» Task directions: Using the records below, give again exactly the lines from the line that contains "filename tests/unit/color/parse.rs" through the line that contains "for (g, e) in", both ends included, and only those.

Stored items:
/---
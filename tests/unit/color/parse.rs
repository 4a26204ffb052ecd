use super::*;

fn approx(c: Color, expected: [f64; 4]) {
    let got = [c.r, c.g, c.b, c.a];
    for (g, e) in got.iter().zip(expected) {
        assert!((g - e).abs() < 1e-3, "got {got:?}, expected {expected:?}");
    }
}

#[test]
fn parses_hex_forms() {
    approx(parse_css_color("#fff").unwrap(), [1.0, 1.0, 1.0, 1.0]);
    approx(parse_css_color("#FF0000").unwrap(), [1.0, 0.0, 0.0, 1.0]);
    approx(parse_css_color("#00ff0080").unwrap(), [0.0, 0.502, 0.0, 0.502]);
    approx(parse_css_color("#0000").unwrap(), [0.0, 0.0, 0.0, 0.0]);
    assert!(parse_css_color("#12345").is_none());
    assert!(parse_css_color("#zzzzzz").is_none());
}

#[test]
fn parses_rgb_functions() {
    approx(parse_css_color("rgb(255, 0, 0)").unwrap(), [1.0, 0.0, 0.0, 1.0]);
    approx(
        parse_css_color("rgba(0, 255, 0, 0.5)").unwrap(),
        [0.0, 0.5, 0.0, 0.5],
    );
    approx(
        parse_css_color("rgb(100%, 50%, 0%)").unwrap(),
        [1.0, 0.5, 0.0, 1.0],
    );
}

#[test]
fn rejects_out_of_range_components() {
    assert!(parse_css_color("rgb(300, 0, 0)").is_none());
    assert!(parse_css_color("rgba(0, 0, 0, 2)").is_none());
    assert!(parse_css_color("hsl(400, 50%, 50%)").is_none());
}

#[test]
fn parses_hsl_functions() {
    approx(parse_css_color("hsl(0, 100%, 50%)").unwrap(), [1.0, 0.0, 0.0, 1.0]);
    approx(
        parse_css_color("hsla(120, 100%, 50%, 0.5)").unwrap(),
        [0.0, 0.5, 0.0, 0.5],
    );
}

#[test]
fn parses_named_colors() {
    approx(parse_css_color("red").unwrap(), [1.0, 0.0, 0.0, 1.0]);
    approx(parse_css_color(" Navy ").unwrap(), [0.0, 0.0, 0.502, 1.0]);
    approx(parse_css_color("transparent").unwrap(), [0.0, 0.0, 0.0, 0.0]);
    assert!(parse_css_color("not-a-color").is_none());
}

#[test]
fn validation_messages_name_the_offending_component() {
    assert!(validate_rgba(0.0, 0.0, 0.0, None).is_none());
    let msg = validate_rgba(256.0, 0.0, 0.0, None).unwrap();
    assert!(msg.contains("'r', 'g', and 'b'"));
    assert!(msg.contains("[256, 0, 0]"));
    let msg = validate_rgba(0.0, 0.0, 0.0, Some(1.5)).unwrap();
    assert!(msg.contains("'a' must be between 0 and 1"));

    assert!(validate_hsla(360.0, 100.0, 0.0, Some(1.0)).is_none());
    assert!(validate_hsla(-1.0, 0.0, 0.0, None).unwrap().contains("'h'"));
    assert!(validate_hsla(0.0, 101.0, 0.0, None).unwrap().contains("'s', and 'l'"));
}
\---
/---
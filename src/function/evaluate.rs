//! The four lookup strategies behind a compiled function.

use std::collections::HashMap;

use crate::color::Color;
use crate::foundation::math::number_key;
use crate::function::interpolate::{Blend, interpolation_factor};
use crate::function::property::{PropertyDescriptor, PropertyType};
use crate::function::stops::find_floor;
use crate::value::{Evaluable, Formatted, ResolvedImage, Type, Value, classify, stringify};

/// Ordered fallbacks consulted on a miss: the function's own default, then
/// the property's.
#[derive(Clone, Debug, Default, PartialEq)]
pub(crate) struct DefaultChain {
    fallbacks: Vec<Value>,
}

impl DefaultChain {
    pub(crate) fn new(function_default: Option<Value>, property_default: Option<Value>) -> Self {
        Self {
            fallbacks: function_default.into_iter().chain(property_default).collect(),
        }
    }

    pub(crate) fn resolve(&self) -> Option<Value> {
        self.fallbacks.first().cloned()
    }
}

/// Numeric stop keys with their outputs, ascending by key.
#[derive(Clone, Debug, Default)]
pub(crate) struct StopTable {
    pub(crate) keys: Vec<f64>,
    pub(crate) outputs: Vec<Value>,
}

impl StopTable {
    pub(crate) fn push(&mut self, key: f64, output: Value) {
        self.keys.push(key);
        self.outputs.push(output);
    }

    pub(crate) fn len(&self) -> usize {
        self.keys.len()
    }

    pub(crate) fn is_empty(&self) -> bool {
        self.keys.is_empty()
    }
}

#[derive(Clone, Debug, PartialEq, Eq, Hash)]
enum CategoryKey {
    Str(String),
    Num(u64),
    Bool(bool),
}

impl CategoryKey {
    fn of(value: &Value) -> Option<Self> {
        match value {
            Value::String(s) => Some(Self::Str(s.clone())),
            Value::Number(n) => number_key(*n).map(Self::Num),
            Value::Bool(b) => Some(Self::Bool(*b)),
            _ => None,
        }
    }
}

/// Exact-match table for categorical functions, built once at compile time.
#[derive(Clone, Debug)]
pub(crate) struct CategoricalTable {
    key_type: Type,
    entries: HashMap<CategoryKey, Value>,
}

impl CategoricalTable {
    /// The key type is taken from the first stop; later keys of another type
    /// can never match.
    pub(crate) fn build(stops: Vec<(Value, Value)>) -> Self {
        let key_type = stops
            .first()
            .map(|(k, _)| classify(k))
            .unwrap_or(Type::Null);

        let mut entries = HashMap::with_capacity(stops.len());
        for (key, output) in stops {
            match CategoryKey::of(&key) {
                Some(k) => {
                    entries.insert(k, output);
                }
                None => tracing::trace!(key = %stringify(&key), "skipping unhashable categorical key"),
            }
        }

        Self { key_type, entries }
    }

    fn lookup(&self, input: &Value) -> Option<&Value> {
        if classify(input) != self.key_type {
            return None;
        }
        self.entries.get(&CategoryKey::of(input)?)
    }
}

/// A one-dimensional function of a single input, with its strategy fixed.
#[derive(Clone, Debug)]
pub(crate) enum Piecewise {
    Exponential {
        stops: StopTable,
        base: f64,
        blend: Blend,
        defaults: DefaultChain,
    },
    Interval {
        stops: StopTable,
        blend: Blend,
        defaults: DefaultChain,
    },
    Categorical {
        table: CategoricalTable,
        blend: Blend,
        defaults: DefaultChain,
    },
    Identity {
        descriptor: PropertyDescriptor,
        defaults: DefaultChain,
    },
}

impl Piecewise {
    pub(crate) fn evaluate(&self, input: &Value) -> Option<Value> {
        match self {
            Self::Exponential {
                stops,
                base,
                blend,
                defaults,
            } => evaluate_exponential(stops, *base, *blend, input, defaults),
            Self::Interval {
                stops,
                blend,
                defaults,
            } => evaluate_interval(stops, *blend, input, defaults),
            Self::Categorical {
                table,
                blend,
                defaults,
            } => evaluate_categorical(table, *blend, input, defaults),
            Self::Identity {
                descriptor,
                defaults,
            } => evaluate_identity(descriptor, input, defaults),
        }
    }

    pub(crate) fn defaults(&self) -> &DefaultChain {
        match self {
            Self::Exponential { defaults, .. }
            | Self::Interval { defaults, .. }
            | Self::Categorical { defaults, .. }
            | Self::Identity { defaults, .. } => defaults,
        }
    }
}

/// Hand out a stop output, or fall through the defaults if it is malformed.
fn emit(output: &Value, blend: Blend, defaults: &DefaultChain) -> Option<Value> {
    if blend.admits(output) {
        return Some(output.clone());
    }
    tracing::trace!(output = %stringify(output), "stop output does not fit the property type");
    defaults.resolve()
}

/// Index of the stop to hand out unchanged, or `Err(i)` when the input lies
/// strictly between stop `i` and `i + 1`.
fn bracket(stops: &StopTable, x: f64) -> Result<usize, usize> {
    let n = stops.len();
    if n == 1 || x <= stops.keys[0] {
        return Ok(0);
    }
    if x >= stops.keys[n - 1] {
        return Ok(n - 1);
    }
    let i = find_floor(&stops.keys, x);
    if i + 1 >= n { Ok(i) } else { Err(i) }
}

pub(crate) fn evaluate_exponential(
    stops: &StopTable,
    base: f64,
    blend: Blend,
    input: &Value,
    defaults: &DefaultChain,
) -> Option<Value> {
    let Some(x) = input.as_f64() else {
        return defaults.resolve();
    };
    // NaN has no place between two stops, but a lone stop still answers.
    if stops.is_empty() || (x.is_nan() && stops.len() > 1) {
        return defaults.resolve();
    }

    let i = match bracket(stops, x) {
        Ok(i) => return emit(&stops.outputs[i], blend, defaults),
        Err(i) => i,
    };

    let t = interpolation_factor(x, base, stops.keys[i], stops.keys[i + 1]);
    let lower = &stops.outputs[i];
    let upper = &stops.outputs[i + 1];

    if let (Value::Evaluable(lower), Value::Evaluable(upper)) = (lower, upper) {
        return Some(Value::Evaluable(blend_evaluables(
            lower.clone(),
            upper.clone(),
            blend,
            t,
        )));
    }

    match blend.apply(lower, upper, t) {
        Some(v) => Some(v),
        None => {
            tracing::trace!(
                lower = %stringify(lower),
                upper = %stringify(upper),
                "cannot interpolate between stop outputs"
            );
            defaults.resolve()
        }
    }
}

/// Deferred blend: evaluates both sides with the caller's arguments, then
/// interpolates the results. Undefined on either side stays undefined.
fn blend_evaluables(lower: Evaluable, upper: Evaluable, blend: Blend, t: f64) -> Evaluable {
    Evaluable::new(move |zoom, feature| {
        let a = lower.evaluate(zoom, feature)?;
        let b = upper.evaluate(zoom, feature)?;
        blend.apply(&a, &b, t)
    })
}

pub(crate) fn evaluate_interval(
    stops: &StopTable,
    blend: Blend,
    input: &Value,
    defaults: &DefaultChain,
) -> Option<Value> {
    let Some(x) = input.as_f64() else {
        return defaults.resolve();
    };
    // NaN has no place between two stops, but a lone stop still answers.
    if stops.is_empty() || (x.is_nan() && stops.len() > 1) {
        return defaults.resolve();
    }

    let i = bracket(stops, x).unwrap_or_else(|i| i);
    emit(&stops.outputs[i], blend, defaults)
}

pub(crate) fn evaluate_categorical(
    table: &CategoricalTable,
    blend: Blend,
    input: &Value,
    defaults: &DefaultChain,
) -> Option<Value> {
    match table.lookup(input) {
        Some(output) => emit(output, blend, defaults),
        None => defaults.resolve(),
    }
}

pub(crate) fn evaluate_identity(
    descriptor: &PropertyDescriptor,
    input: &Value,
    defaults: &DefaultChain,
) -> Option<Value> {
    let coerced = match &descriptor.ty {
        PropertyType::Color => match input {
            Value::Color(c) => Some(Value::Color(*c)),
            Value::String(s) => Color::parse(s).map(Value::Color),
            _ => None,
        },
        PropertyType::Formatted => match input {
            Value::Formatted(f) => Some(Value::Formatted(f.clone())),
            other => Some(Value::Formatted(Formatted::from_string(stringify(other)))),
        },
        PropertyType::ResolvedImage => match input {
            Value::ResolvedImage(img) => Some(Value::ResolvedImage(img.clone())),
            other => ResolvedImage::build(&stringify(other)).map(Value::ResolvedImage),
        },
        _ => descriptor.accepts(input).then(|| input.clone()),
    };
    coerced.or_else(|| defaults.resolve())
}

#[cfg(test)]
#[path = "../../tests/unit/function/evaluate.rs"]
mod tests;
\---
» Output for this exercise:
filename tests/unit/color/parse.rs
repository 4a26204ffb052ecd
use super::*;

fn approx(c: Color, expected: [f64; 4]) {
    let got = [c.r, c.g, c.b, c.a];
    for (g, e) in got.iter().zip(expected) {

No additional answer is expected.